The lines below that include the word "usize" are to be reported.

--- --- ---

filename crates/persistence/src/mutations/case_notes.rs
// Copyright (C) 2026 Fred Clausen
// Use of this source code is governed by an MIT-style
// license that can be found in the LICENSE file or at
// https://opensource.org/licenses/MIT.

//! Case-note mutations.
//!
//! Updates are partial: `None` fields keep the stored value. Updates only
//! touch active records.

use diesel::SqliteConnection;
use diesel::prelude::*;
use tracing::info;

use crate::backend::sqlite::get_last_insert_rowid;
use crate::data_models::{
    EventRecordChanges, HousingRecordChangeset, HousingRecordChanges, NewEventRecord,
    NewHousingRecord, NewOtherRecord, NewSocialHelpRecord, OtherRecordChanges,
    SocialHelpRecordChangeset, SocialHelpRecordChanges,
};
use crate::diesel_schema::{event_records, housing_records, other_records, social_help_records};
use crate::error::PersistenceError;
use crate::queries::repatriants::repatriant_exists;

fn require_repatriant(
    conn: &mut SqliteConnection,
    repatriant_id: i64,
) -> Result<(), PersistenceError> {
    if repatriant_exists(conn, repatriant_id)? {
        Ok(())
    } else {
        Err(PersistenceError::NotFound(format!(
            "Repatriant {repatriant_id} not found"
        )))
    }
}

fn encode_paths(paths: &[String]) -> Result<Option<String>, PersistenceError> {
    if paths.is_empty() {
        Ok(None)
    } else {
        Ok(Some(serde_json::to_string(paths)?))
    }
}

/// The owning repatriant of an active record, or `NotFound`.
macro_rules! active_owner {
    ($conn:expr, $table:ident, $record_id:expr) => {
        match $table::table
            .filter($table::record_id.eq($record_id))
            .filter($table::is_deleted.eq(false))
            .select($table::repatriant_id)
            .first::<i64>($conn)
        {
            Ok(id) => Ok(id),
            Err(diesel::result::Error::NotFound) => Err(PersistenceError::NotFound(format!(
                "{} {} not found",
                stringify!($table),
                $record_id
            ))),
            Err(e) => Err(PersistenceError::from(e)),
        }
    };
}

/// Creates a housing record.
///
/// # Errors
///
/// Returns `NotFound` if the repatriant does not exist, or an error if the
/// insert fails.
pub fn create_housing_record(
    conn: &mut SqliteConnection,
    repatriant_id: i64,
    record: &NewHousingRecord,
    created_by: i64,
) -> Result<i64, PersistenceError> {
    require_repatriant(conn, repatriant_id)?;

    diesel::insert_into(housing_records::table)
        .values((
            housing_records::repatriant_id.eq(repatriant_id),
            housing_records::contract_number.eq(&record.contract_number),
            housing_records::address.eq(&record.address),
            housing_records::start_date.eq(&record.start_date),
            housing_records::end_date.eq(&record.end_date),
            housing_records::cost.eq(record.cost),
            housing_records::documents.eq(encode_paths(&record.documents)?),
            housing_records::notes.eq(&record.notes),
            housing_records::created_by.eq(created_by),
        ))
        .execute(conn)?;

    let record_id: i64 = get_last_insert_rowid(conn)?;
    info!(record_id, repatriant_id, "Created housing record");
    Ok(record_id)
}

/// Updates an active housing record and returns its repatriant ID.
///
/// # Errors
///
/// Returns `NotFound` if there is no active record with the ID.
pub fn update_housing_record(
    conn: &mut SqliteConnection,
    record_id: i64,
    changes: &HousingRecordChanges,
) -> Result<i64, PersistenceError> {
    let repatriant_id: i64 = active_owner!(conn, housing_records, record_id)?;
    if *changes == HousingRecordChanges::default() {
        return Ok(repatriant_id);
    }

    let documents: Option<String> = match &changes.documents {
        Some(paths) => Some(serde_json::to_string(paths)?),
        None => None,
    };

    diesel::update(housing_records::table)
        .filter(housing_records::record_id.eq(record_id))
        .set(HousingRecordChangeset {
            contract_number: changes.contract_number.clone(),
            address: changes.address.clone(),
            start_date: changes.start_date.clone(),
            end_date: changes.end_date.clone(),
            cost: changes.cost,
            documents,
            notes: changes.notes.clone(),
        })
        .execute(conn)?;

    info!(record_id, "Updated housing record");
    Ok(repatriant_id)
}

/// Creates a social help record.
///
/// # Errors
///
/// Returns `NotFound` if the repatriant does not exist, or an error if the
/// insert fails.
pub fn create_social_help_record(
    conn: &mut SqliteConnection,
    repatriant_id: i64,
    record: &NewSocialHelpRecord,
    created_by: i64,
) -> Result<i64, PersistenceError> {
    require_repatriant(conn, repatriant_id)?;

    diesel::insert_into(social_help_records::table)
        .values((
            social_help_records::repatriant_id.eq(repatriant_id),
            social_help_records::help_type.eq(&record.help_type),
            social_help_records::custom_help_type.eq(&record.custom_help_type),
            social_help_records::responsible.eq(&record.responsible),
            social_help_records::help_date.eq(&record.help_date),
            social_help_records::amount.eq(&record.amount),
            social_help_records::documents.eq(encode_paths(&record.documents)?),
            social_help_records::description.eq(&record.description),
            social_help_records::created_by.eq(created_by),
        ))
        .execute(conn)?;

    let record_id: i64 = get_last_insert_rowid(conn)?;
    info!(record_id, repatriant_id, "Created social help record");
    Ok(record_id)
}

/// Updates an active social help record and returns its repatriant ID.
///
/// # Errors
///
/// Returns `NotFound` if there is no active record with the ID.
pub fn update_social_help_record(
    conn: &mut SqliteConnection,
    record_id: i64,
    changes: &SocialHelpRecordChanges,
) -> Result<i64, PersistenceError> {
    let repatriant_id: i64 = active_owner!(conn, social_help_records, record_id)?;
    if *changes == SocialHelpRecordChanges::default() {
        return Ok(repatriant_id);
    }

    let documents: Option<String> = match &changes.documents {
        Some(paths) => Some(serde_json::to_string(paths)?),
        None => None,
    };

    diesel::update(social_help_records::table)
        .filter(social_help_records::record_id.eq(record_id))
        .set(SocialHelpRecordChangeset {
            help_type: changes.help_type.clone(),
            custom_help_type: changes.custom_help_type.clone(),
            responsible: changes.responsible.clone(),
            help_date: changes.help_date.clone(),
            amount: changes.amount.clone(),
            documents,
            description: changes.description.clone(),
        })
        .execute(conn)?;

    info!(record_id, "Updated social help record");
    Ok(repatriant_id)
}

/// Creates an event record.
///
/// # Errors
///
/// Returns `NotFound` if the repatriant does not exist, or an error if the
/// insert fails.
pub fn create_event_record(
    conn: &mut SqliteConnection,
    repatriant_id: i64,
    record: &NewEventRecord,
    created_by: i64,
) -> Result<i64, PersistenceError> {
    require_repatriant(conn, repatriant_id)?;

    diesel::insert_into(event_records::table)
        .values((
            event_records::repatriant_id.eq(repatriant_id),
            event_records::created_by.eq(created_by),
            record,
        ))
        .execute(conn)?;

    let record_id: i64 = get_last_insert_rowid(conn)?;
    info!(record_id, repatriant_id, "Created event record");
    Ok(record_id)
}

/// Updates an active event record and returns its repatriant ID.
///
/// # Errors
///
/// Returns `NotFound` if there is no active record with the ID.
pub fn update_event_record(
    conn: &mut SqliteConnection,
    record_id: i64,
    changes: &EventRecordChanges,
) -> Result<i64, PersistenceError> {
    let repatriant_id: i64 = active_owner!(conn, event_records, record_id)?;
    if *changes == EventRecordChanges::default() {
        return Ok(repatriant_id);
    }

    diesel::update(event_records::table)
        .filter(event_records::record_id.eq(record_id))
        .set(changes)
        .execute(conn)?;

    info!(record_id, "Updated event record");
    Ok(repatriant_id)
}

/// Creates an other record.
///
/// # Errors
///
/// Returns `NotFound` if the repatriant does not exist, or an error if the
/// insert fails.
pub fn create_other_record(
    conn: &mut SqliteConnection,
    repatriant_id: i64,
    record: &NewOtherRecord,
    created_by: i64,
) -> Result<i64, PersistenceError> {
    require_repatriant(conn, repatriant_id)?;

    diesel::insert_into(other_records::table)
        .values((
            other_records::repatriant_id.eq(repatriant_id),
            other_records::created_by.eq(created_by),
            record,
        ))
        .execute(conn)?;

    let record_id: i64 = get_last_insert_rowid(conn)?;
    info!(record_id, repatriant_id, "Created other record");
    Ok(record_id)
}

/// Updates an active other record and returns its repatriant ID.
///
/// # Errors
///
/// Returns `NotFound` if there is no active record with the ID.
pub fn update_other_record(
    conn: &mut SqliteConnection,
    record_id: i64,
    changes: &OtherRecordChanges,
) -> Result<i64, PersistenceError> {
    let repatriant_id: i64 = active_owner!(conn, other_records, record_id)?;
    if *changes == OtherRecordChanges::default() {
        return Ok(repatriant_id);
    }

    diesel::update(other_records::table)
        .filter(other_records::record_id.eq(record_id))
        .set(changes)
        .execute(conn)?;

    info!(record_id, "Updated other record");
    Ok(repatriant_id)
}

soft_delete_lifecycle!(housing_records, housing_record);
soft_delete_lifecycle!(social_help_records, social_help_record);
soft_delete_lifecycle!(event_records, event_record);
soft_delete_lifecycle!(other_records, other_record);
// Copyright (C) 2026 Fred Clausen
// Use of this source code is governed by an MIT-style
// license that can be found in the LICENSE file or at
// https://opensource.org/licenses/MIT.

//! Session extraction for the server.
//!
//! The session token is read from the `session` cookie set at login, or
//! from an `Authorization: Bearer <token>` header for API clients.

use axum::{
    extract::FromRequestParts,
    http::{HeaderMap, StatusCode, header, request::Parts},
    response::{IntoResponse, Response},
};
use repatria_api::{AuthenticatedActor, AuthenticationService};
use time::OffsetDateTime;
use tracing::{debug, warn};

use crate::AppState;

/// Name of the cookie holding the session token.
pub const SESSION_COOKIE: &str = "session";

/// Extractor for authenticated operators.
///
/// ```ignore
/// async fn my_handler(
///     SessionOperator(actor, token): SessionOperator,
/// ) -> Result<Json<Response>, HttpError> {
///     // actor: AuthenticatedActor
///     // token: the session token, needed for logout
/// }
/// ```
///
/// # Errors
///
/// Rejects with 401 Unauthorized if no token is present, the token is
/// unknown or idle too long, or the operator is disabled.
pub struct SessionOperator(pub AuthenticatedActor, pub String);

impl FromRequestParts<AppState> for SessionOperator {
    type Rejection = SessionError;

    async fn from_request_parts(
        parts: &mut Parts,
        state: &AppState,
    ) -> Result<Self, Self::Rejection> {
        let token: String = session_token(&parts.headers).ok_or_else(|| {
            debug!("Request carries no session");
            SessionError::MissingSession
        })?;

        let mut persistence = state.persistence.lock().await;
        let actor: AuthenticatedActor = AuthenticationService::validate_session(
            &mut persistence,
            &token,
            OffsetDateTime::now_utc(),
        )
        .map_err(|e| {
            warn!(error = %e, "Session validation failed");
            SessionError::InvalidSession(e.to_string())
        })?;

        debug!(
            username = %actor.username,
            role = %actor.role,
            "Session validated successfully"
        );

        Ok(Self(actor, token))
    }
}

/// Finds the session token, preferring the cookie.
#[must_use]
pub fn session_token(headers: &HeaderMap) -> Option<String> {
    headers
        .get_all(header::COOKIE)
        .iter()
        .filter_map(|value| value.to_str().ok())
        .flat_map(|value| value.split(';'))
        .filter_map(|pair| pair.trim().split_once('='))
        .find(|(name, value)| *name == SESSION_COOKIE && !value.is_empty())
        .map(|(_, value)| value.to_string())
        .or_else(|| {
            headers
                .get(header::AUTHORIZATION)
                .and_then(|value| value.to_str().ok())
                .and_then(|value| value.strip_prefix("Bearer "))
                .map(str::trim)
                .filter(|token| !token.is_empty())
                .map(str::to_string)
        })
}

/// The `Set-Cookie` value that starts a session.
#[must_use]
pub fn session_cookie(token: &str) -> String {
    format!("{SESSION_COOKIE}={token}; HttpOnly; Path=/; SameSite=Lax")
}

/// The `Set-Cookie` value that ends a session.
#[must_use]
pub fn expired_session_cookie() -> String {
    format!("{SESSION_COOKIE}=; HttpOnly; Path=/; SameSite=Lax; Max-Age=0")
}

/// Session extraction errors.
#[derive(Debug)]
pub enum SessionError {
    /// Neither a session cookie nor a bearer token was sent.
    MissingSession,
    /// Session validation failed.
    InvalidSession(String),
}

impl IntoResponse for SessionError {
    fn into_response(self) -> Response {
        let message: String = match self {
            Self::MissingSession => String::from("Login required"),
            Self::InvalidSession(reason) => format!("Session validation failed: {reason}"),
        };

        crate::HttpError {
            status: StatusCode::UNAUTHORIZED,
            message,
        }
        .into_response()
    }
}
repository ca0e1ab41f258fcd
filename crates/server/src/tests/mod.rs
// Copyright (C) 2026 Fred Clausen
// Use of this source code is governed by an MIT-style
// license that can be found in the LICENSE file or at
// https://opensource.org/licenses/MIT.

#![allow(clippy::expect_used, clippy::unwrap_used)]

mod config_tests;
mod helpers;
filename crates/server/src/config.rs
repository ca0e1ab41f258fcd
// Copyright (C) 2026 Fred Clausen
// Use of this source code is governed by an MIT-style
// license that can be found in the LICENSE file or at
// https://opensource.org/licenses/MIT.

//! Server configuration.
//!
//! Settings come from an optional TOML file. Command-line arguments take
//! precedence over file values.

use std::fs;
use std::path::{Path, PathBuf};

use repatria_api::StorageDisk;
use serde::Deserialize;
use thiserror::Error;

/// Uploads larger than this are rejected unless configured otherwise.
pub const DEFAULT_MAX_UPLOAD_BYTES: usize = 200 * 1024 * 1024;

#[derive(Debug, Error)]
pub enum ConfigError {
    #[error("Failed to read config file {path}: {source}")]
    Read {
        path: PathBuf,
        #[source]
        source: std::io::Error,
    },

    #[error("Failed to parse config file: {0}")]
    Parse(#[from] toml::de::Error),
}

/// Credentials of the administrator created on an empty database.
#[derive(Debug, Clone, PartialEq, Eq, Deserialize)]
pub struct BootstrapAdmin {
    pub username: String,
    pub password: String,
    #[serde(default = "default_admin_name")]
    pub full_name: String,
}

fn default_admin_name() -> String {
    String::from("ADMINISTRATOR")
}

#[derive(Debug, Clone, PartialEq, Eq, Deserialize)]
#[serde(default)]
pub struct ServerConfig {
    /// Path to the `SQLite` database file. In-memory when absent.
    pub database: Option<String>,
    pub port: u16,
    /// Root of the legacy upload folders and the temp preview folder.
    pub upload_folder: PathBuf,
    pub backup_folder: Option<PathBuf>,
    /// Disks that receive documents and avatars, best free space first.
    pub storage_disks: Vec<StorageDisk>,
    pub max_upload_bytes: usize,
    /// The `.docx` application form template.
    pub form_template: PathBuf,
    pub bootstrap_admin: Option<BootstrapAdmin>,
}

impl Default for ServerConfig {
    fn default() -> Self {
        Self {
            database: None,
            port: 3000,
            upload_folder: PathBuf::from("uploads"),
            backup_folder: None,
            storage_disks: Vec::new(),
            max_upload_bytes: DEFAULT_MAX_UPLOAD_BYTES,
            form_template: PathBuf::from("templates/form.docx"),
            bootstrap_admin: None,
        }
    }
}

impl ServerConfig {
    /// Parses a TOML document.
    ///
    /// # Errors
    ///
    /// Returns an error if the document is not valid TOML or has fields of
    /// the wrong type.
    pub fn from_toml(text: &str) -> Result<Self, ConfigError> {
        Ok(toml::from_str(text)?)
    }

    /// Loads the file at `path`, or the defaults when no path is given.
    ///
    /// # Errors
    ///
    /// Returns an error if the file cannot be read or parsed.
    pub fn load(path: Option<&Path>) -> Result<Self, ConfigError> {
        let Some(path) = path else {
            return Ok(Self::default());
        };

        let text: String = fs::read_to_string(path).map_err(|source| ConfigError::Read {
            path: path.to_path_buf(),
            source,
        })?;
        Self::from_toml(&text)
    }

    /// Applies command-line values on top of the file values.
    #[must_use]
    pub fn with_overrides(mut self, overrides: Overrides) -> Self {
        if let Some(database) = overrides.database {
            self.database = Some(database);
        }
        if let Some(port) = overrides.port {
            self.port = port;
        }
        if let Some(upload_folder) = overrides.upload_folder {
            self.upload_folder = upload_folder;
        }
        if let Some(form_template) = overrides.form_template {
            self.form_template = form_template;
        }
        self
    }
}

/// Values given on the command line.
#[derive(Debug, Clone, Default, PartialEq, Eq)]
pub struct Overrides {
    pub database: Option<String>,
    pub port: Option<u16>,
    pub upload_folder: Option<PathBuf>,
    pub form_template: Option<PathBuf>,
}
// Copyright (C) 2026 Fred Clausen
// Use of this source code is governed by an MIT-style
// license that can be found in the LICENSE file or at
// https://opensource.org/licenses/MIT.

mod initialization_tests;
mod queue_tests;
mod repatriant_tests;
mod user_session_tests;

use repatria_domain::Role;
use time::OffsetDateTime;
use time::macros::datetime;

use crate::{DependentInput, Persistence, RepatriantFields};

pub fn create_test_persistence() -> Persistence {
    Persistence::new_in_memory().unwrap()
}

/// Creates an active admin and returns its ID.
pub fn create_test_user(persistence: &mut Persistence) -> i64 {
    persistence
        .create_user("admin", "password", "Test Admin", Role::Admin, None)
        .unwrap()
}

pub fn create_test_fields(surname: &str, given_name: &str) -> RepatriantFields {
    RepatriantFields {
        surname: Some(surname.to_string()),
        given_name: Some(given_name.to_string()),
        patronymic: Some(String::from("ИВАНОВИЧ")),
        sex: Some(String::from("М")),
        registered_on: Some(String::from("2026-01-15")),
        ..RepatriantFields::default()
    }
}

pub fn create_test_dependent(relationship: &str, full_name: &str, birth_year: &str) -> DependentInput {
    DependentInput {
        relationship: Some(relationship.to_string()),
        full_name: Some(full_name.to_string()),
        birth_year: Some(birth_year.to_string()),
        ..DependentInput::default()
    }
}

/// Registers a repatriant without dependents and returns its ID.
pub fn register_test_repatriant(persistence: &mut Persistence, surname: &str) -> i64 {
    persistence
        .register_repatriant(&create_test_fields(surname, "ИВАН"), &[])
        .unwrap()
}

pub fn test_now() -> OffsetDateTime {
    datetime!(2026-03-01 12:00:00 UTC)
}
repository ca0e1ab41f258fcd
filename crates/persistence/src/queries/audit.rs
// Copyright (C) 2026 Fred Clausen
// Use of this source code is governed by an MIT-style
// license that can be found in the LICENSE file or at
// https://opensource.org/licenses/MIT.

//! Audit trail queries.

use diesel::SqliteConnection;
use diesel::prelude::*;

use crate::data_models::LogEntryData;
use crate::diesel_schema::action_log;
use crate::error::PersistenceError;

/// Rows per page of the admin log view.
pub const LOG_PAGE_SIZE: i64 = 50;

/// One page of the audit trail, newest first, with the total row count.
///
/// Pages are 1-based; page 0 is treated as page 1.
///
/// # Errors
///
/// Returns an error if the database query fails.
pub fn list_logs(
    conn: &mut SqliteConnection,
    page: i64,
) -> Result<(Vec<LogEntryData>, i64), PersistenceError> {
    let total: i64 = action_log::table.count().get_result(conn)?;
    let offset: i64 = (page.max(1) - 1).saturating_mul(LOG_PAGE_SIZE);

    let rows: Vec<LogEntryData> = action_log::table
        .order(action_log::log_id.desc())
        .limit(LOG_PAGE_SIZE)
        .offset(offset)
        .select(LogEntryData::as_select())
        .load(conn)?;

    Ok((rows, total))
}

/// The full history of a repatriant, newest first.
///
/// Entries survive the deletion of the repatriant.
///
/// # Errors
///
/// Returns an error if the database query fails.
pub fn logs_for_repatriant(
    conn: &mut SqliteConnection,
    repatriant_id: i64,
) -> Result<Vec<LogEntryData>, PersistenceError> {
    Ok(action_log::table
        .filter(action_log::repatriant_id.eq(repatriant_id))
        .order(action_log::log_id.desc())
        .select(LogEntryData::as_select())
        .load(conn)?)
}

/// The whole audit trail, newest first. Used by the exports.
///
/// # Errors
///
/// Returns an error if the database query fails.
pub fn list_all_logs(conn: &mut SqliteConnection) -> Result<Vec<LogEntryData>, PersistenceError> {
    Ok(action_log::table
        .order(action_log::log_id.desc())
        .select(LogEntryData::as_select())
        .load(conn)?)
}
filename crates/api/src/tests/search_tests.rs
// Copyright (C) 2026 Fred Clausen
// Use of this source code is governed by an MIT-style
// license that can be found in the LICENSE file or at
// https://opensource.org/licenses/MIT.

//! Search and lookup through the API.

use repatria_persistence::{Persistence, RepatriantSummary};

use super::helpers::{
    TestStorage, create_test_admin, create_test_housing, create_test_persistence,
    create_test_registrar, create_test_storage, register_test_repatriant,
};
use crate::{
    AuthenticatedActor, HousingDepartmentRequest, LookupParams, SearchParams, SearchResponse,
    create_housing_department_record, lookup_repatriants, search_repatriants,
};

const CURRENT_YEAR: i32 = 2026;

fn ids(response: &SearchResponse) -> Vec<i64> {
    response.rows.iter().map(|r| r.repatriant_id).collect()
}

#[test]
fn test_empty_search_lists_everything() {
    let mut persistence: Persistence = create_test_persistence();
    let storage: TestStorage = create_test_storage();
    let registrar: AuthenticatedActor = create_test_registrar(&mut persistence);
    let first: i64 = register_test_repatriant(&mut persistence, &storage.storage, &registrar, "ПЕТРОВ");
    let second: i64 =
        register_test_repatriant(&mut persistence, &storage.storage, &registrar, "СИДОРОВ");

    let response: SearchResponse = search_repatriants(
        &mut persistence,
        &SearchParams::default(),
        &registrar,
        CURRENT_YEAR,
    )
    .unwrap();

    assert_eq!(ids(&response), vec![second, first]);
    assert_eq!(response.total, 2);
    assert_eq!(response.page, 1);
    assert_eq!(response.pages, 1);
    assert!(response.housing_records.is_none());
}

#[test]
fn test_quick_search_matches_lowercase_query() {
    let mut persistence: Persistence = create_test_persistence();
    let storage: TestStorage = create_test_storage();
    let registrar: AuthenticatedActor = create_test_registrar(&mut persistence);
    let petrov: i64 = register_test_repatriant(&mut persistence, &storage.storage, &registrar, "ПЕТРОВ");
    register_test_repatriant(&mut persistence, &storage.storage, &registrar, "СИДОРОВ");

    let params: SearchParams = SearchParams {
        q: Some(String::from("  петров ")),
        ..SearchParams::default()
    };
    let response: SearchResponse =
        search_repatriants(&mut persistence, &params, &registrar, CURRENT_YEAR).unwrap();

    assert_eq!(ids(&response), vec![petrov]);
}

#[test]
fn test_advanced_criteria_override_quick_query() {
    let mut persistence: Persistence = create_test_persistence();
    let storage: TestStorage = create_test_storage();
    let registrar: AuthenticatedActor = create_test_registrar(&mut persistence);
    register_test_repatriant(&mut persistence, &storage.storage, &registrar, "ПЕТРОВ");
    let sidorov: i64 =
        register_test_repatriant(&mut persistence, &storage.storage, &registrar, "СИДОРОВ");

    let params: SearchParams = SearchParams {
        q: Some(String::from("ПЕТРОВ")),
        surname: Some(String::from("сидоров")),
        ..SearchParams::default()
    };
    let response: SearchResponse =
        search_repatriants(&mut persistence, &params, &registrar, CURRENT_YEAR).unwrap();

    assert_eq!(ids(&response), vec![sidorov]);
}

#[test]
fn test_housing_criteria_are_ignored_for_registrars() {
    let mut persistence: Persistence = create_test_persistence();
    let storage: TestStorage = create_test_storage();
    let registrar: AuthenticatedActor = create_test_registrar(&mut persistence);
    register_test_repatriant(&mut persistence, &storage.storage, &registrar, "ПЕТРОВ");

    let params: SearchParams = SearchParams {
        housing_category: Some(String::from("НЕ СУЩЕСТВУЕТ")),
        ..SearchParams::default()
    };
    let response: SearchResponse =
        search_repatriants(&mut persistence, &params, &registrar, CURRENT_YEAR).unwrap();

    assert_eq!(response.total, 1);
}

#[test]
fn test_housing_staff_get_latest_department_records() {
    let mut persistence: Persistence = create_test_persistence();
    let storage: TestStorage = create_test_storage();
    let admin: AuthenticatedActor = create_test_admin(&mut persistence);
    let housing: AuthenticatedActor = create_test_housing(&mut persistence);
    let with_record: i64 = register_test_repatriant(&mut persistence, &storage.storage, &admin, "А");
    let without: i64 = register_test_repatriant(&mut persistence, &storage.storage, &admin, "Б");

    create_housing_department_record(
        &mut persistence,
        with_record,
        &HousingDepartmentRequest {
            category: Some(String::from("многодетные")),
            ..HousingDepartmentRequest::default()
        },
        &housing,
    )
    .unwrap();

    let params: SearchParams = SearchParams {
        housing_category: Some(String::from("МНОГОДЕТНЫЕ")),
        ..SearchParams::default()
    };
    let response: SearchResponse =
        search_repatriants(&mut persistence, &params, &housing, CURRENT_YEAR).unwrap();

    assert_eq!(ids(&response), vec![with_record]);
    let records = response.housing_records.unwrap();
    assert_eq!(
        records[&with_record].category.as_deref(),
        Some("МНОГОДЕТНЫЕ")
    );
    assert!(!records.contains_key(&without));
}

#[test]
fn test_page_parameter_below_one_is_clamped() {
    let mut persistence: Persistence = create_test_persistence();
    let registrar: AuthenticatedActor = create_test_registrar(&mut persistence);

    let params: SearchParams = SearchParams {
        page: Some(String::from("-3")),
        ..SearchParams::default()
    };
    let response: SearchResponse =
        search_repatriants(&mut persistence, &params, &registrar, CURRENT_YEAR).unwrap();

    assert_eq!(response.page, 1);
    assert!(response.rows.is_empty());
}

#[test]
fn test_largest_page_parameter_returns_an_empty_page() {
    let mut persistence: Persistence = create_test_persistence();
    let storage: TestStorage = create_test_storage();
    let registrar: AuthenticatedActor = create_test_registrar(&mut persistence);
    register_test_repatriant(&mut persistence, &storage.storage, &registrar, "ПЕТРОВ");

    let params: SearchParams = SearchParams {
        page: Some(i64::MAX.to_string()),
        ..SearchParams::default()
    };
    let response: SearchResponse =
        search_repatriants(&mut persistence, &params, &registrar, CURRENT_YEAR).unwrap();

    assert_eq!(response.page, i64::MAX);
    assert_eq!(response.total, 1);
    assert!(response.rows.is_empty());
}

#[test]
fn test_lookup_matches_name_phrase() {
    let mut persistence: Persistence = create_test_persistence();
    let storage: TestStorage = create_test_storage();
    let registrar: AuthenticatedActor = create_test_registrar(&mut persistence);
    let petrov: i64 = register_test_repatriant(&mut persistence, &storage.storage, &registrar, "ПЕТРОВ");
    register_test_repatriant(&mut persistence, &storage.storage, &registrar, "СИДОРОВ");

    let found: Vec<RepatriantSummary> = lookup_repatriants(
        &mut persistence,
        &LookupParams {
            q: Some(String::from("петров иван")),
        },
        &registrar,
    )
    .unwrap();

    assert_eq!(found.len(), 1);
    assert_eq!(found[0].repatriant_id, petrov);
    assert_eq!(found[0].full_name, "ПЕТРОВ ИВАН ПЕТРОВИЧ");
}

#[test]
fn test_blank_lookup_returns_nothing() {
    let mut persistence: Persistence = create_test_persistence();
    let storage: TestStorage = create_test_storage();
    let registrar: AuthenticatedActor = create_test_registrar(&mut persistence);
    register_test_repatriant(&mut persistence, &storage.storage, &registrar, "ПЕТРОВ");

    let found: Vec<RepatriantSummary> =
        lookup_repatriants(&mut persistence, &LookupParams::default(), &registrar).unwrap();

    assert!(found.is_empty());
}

--- --- ---

_Task solution_
pub const DEFAULT_MAX_UPLOAD_BYTES: usize = 200 * 1024 * 1024;
    pub max_upload_bytes: usize,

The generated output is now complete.